Cerpen: Ibuku, Tuhanku (Part 1)


Ibuku, Tuhanku

Namaku Zaky, aku anak kedua dari 4 bersaudara dan aku anak laki-laki satu-satunya. Ini bukan anugrah tapi kuanggap musibah. Sejak kecil aku lihat kelakuan Ibuku yang gila harta dan pujian orang, yang ada di pikiran beliau hanya uang dan uang saja. Sampai akhirnya bapakku sakit dan aku lah yang menjadi tulang punggung keluarga dan menyuapi ibuku dengan uang yang tidak pernah cukup baginya.

Aku merasa hidup ini neraka karena tiap hari tak ada yang kupikirkan selain bagaimana cara mendapatkan uang khususnya untuk ibuku. Sampai akhirnya aku bertemu dengan sosok wanita yang membuatku merasa di neraka pun masih ada hembusan angin surga. Sosok itu begitu mempesonaku, senyumnya, tawanya, sikapnya, semua dari dirinya. Kucoba mendekati dan mendekati dan ia pun memberi respon yang kuharapkan. Dan akhirnya kami menjalin hubungan. Sesuai dugaanku Ibu mencurigai tingkahku yang tak biasa dan ia ternyata menyelidiki semua. Namun tidak terduga Ibuku merestui hubunganku ini. Apakah Tuhan mulai menyadarkan dirinya dari memilih setiap calon menantu hanya dari harta? Entahlah tapi aku sungguh mensyukuri kenyataan ini. Akhirnya kulamar dia, pujaan hatiku, surgaku.

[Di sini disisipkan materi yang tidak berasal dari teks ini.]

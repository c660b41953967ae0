//! Plugin base: typed option binding over an already-parsed configuration
//! section, plus the audit hook every plugin owns.
//!
//! Turning an on-disk `.ini` file into a `PluginConfig` per section is an
//! external collaborator's job; this module only validates and converts the
//! raw strings a section hands it.

use std::collections::{HashMap, HashSet};

use crate::error::PluginError;

/// A parsed configuration section: raw option name to raw string value.
pub type PluginConfig = HashMap<String, String>;

/// Look up a required string option.
///
/// # Errors
///
/// Returns [`PluginError::MissingOption`] if `name` is absent.
pub fn get_str<'a>(cfg: &'a PluginConfig, name: &str) -> Result<&'a str, PluginError> {
    cfg.get(name)
        .map(String::as_str)
        .ok_or_else(|| PluginError::MissingOption { name: name.to_string() })
}

/// Look up an optional string option, falling back to `default`.
#[must_use]
pub fn get_str_or<'a>(cfg: &'a PluginConfig, name: &str, default: &'a str) -> &'a str {
    cfg.get(name).map(String::as_str).unwrap_or(default)
}

/// Parse a required base-10 integer option.
///
/// # Errors
///
/// Returns [`PluginError::MissingOption`] or [`PluginError::InvalidOption`].
pub fn get_int(cfg: &PluginConfig, name: &str) -> Result<i64, PluginError> {
    let raw = get_str(cfg, name)?;
    raw.parse::<i64>()
        .map_err(|_| invalid(name, raw, "base-10 integer"))
}

/// Parse a base-8 (octal) integer option, e.g. a file mode.
///
/// # Errors
///
/// Returns [`PluginError::InvalidOption`] on malformed input.
pub fn get_oct(cfg: &PluginConfig, name: &str) -> Result<u32, PluginError> {
    let raw = get_str(cfg, name)?;
    u32::from_str_radix(raw.trim_start_matches("0o"), 8)
        .map_err(|_| invalid(name, raw, "octal integer"))
}

/// Parse a base-16 (hex) integer option.
///
/// # Errors
///
/// Returns [`PluginError::InvalidOption`] on malformed input.
pub fn get_hex(cfg: &PluginConfig, name: &str) -> Result<u64, PluginError> {
    let raw = get_str(cfg, name)?;
    u64::from_str_radix(raw.trim_start_matches("0x"), 16)
        .map_err(|_| invalid(name, raw, "hexadecimal integer"))
}

/// Parse a boolean option. Accepts `true`/`false` case-insensitively.
///
/// # Errors
///
/// Returns [`PluginError::InvalidOption`] on anything else.
pub fn get_bool(cfg: &PluginConfig, name: &str, default: bool) -> Result<bool, PluginError> {
    match cfg.get(name) {
        None => Ok(default),
        Some(raw) => match raw.to_ascii_lowercase().as_str() {
            "true" => Ok(true),
            "false" => Ok(false),
            _ => Err(invalid(name, raw, "boolean")),
        },
    }
}

/// Parse a floating-point option.
///
/// # Errors
///
/// Returns [`PluginError::InvalidOption`] on malformed input.
pub fn get_float(cfg: &PluginConfig, name: &str) -> Result<f64, PluginError> {
    let raw = get_str(cfg, name)?;
    raw.parse::<f64>().map_err(|_| invalid(name, raw, "float"))
}

/// Compile a regular-expression option.
///
/// # Errors
///
/// Returns [`PluginError::InvalidOption`] if the pattern does not compile.
pub fn get_regex(cfg: &PluginConfig, name: &str) -> Result<regex::Regex, PluginError> {
    let raw = get_str(cfg, name)?;
    regex::Regex::new(raw).map_err(|_| invalid(name, raw, "regular expression"))
}

/// Parse a whitespace-separated set of unique strings.
#[must_use]
pub fn get_str_set(cfg: &PluginConfig, name: &str) -> HashSet<String> {
    cfg.get(name)
        .map(|raw| raw.split_whitespace().map(str::to_string).collect())
        .unwrap_or_default()
}

/// Parse a whitespace-separated, order-preserving list of strings.
#[must_use]
pub fn get_str_list(cfg: &PluginConfig, name: &str) -> Vec<String> {
    cfg.get(name)
        .map(|raw| raw.split_whitespace().map(str::to_string).collect())
        .unwrap_or_default()
}

/// Parse a JSON-valued option.
///
/// # Errors
///
/// Returns [`PluginError::InvalidOption`] if the value does not parse.
pub fn get_json(cfg: &PluginConfig, name: &str) -> Result<serde_json::Value, PluginError> {
    let raw = get_str(cfg, name)?;
    serde_json::from_str(raw).map_err(|_| invalid(name, raw, "JSON value"))
}

/// Resolve a user-or-uid option to a numeric uid. Numeric strings are taken
/// literally; anything else is treated as a username lookup, which this
/// binder does not perform itself — callers needing name resolution should
/// pre-resolve before handing the section to this binder. `-1` means "ignore
/// this check" and is passed through unchanged.
///
/// # Errors
///
/// Returns [`PluginError::InvalidOption`] if the value is neither a valid
/// integer nor left unset (in which case `-1` is returned).
pub fn get_pwd_uid(cfg: &PluginConfig, name: &str) -> Result<i64, PluginError> {
    match cfg.get(name) {
        None => Ok(-1),
        Some(raw) => raw.parse::<i64>().map_err(|_| invalid(name, raw, "uid")),
    }
}

/// Resolve a group-or-gid option to a numeric gid. See [`get_pwd_uid`] for
/// the same caveats applied to groups.
///
/// # Errors
///
/// Returns [`PluginError::InvalidOption`] if the value is neither a valid
/// integer nor left unset (in which case `-1` is returned).
pub fn get_grp_gid(cfg: &PluginConfig, name: &str) -> Result<i64, PluginError> {
    match cfg.get(name) {
        None => Ok(-1),
        Some(raw) => raw.parse::<i64>().map_err(|_| invalid(name, raw, "gid")),
    }
}

/// Reject a section that carries options the plugin does not declare.
///
/// # Errors
///
/// Returns [`PluginError::UnknownOption`] naming the first surplus key found.
pub fn reject_unknown_options(cfg: &PluginConfig, known: &[&str]) -> Result<(), PluginError> {
    for key in cfg.keys() {
        if !known.contains(&key.as_str()) {
            return Err(PluginError::UnknownOption { name: key.clone() });
        }
    }
    Ok(())
}

fn invalid(name: &str, value: &str, expected: &'static str) -> PluginError {
    PluginError::InvalidOption {
        name: name.to_string(),
        value: value.to_string(),
        expected,
    }
}

/// Outcome of a service-access decision, for audit logging.
#[derive(Debug, Clone, Copy, PartialEq, Eq)]
pub enum SvcAccess {
    AuthPass,
    AuthFail,
    AuthzPass,
    AuthzFail,
}

/// Outcome of a key-access decision, for audit logging.
#[derive(Debug, Clone, Copy, PartialEq, Eq)]
pub enum KeyAccess {
    Allowed,
    Denied,
}

/// Every plugin's audit hook: record a decision tagged with the plugin's own
/// origin name, the acting client, and the path or key involved.
pub trait AuditHook: Send + Sync {
    fn audit_svc_access(&self, origin: &str, outcome: SvcAccess, client_id: &str, path: &str);

    fn audit_key_access(
        &self,
        origin: &str,
        outcome: KeyAccess,
        client_id: &str,
        key: &str,
        action: &str,
    );
}

/// An [`AuditHook`] that emits `tracing` events — the default in-process
/// hook, always available even when no audit file is configured.
#[derive(Debug, Default, Clone, Copy)]
pub struct TracingAuditHook;

impl AuditHook for TracingAuditHook {
    fn audit_svc_access(&self, origin: &str, outcome: SvcAccess, client_id: &str, path: &str) {
        tracing::info!(
            target: "custodia::audit",
            origin,
            outcome = ?outcome,
            client_id,
            path,
            "service access"
        );
    }

    fn audit_key_access(
        &self,
        origin: &str,
        outcome: KeyAccess,
        client_id: &str,
        key: &str,
        action: &str,
    ) {
        tracing::info!(
            target: "custodia::audit",
            origin,
            outcome = ?outcome,
            client_id,
            key,
            action,
            "key access"
        );
    }
}

#[cfg(test)]
#[allow(clippy::unwrap_used)]
mod tests {
    use super::*;

    fn cfg(pairs: &[(&str, &str)]) -> PluginConfig {
        pairs.iter().map(|(k, v)| ((*k).to_string(), (*v).to_string())).collect()
    }

    #[test]
    fn missing_required_option_errors() {
        let c = cfg(&[]);
        assert!(matches!(get_str(&c, "path"), Err(PluginError::MissingOption { .. })));
    }

    #[test]
    fn bool_parses_case_insensitively() {
        let c = cfg(&[("debug", "True")]);
        assert!(get_bool(&c, "debug", false).unwrap());
    }

    #[test]
    fn unknown_option_rejected() {
        let c = cfg(&[("paths", "/secrets"), ("bogus", "x")]);
        assert!(matches!(
            reject_unknown_options(&c, &["paths"]),
            Err(PluginError::UnknownOption { .. })
        ));
    }

    #[test]
    fn str_set_splits_on_whitespace() {
        let c = cfg(&[("ids", "alice bob  carol")]);
        let set = get_str_set(&c, "ids");
        assert_eq!(set.len(), 3);
        assert!(set.contains("bob"));
    }

    #[test]
    fn pwd_uid_defaults_to_ignore() {
        let c = cfg(&[]);
        assert_eq!(get_pwd_uid(&c, "uid").unwrap(), -1);
    }
}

Awal menikah begitu menyenangkan, tak lama kami pun dikarunia seorang anak laki-laki yang lucu. Aku dan surgaku belajar mandiri dengan mengontrak rumah. Namun tak disangka neraka mulai menghampiriku lagi. Ibuku mulai menuntut lagi. Aku pun panik karena aku baru saja merintis hidup, untuk sehari-hari saja sangat pas-pasan. Untungnya surgaku begitu pengertian malahan ia membantuku menafkahi keluarga, sungguh wanita dambaanku, penyejuk hatiku.

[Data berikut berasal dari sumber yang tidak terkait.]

//! Error types for `custodia-core`.
//!
//! Each error variant carries enough context to diagnose the problem without
//! a debugger. Crypto errors never include key material — only key
//! identifiers or operation descriptions.

use custodia_store::StoreError;

/// Errors from the encrypted overlay store.
#[derive(Debug, thiserror::Error)]
pub enum OverlayError {
    /// The backing store returned an error.
    #[error("overlay storage error: {0}")]
    Storage(#[from] StoreError),

    /// A stored value did not parse as a compact JWE, or failed to decrypt
    /// (wrong key, corrupted ciphertext, tampered tag).
    #[error("overlay decryption failed for '{key}': {reason}")]
    Decryption { key: String, reason: String },

    /// Encrypting a value for storage failed.
    #[error("overlay encryption failed for '{key}': {reason}")]
    Encryption { key: String, reason: String },

    /// The master key file was absent and autogeneration is disabled.
    #[error("overlay master key '{path}' not found and autogen is disabled")]
    MissingMasterKey { path: String },

    /// The master key file could not be read, written, or parsed.
    #[error("overlay master key error: {0}")]
    MasterKey(String),
}

/// Errors from plugin construction and typed option binding.
#[derive(Debug, thiserror::Error)]
pub enum PluginError {
    /// A required option was not present in the plugin's configuration.
    #[error("missing required option '{name}'")]
    MissingOption { name: String },

    /// An option's value could not be parsed as its declared type.
    #[error("option '{name}' = '{value}' is not a valid {expected}")]
    InvalidOption {
        name: String,
        value: String,
        expected: &'static str,
    },

    /// A section carried an option the plugin does not recognize.
    #[error("unknown option '{name}' in plugin configuration")]
    UnknownOption { name: String },

    /// A `store` reference named a store instance that does not exist.
    #[error("unknown store reference '{name}'")]
    UnknownStore { name: String },
}

/// Errors raised while validating a type-tagged message envelope.
#[derive(Debug, thiserror::Error)]
pub enum MessageError {
    /// The envelope was structurally malformed (missing `type`/`value`, or
    /// not an object at all).
    #[error("invalid message: {0}")]
    Invalid(String),

    /// The envelope named a `type` the validator has never heard of.
    #[error("message type '{0}' is unknown")]
    UnknownType(String),

    /// The envelope named a `type` the validator knows but this deployment
    /// does not allow.
    #[error("message type '{0}' is not allowed")]
    UnallowedType(String),
}

/// Errors from the KEM envelope handler.
#[derive(Debug, thiserror::Error)]
pub enum KemError {
    /// The presented envelope was not a well-formed JWS/JWE.
    #[error("malformed KEM envelope: {0}")]
    Malformed(String),

    /// Signature verification or decryption failed.
    #[error("KEM verification failed: {0}")]
    VerificationFailed(String),

    /// The envelope's `sub` claim did not match the requested key name.
    #[error("KEM claim 'sub' ({claimed}) does not match requested key '{expected}'")]
    SubjectMismatch { claimed: String, expected: String },

    /// The envelope's `exp` claim was in the past, or too far in the future.
    #[error("KEM claim 'exp' is not within the allowed window")]
    ExpiredOrTooFar,

    /// No public/private key pair of the requested kind was registered for
    /// the given principal.
    #[error("no {kind} key registered for '{name}'")]
    KeyNotFound { kind: &'static str, name: String },

    /// The registered key's algorithm is not supported for this operation.
    #[error("unsupported key algorithm for {kind}: {alg}")]
    UnsupportedAlgorithm { kind: &'static str, alg: String },

    /// The underlying store faulted while reading or writing key material.
    #[error("KEM key store error: {0}")]
    Storage(#[from] StoreError),
}

/// Errors from the authentication/authorization pipeline.
#[derive(Debug, thiserror::Error)]
pub enum AuthError {
    /// No authenticator produced a positive result, or one explicitly denied.
    #[error("authentication failed")]
    Denied,

    /// An authorizer explicitly denied the request.
    #[error("authorization denied: {0}")]
    Forbidden(String),

    /// A plugin faulted while evaluating the request.
    #[error("auth plugin error: {0}")]
    Plugin(String),

    /// The backing store faulted while looking up credentials or keys.
    #[error("auth store error: {0}")]
    Storage(#[from] StoreError),
}

/// Errors from the secrets consumer's REST semantics.
#[derive(Debug, thiserror::Error)]
pub enum ConsumerError {
    /// The method/path combination has no defined handler (maps to 405).
    #[error("unsupported method/path combination")]
    MethodNotAllowed,

    /// The request body was missing, malformed, or used an unsupported
    /// content type (maps to 400).
    #[error("bad request: {0}")]
    BadRequest(String),

    /// The request crossed into a namespace it is not authorized for, or no
    /// namespace is established (maps to 403).
    #[error("forbidden: {0}")]
    Forbidden(String),

    /// The target key, or a required ancestor container, does not exist
    /// (maps to 404).
    #[error("not found: {0}")]
    NotFound(String),

    /// A create targeted an existing key, or a delete targeted a non-empty
    /// container (maps to 409).
    #[error("conflict: {0}")]
    Conflict(String),

    /// The requested message type is unknown or not allowed (maps to 406).
    #[error(transparent)]
    Message(#[from] MessageError),

    /// The KEM envelope failed to parse or verify (maps to 400).
    #[error(transparent)]
    Kem(#[from] KemError),

    /// The backing store (or overlay) faulted (maps to 500).
    #[error("store error: {0}")]
    Store(String),
}

impl From<StoreError> for ConsumerError {
    fn from(e: StoreError) -> Self {
        match e {
            StoreError::Exists => ConsumerError::Conflict("key already exists".to_string()),
            other => ConsumerError::Store(other.to_string()),
        }
    }
}

impl From<OverlayError> for ConsumerError {
    fn from(e: OverlayError) -> Self {
        match e {
            OverlayError::Storage(inner) => inner.into(),
            other => ConsumerError::Store(other.to_string()),
        }
    }
}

Neraka mulai membuatku panas lagi. Ibuku akhirnya mengetahui bahwa surgaku bukanlah dari keluarga mampu. Selama ini surgaku tinggal bersama paman dan bibinya yang memang mampu, sedangkan orangtua kandungnya sudah berpisah dan ia pun ditelantarkan orangtuanya. Ibuku sinis dengan surgaku. Setiap berkunjung raut wajahnya seolah ingin menelan surgaku. Aku berusaha menyabarkan surgaku dan seperti yang kuduga surgaku begitu pengertian. Aku semakin mencintainya.

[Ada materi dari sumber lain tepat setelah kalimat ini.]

//! Error taxonomy for the store layer.

/// Errors a [`crate::Store`] implementation can return.
#[derive(Debug, thiserror::Error)]
pub enum StoreError {
    /// `set` was called with `replace = false` against a key that is already
    /// present, or `span` was called against an existing container.
    #[error("key already exists")]
    Exists,

    /// The key contains the backend's reserved internal separator.
    #[error("key '{0}' contains a reserved separator")]
    InvalidKey(String),

    /// The backing storage engine failed in a way unrelated to the key
    /// namespace (I/O fault, corrupt row, connection loss, ...).
    #[error("store backend error: {0}")]
    Backend(String),
}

Neraka mulai membakarku. Ayahku sakitnya semakin parah, beliau hanya bisa berbaring pasrah. Namun Ibuku bukannya ber-istighfar dan merawat ayah dengan baik, justru semakin glamor dan tuntutan padaku semakin berat. Aku harus membiayai pengobatan ayah, membiayai hidup ayah dan ibu, belum lagi adik-adikku yang ingin melanjutkan studi. Ya Tuhan aku tidak sanggup. Namun surgaku yang indah selalu menyejukkan hatiku yang resah. Ia membuatku tak lelah. Surgaku, maafkan aku yang begitu menyusahkanmu.

Tak ada lagi cara selain menghalalkan segala cara, pikirku. Ya itulah yang sanggup aku lakukan demi memenuhi tuntutan ibuku. Aku memenangkan tender pengadaan media pembelajaran untuk TK di daerahku. Tender yang bernilai menakjubkan untukku dan juga untuk Ibuku. Entah setan darimana yang menggerakkan tangan ini untuk mengambil uang tender itu dan dengan sekejap sudah berpindah ke tangan Ibuku. Melihat senyumnya seperti ada kepuasan dalam hatiku. Ya Tuhan aku tahu ini dosa tapi mengapa aku melakukannya? Oh ya Tuhanku adalah Ibuku jadi apapun halal demi kepuasannya.

Dengan penuh kepanikan aku mengajak surgaku untuk pindah ke luar pulau, pokoknya jauh dari tempat kami berdomisili sekarang. Aku tahu dosaku akan ketahuan dan aku akan jadi target pencarian pihak berwajib. Dengan kepandaian membujuk surgaku mengiyakan dan ia terlihat senang karena aku memilih kota kelahirannya sebagai tempat kami tinggal selanjutnya.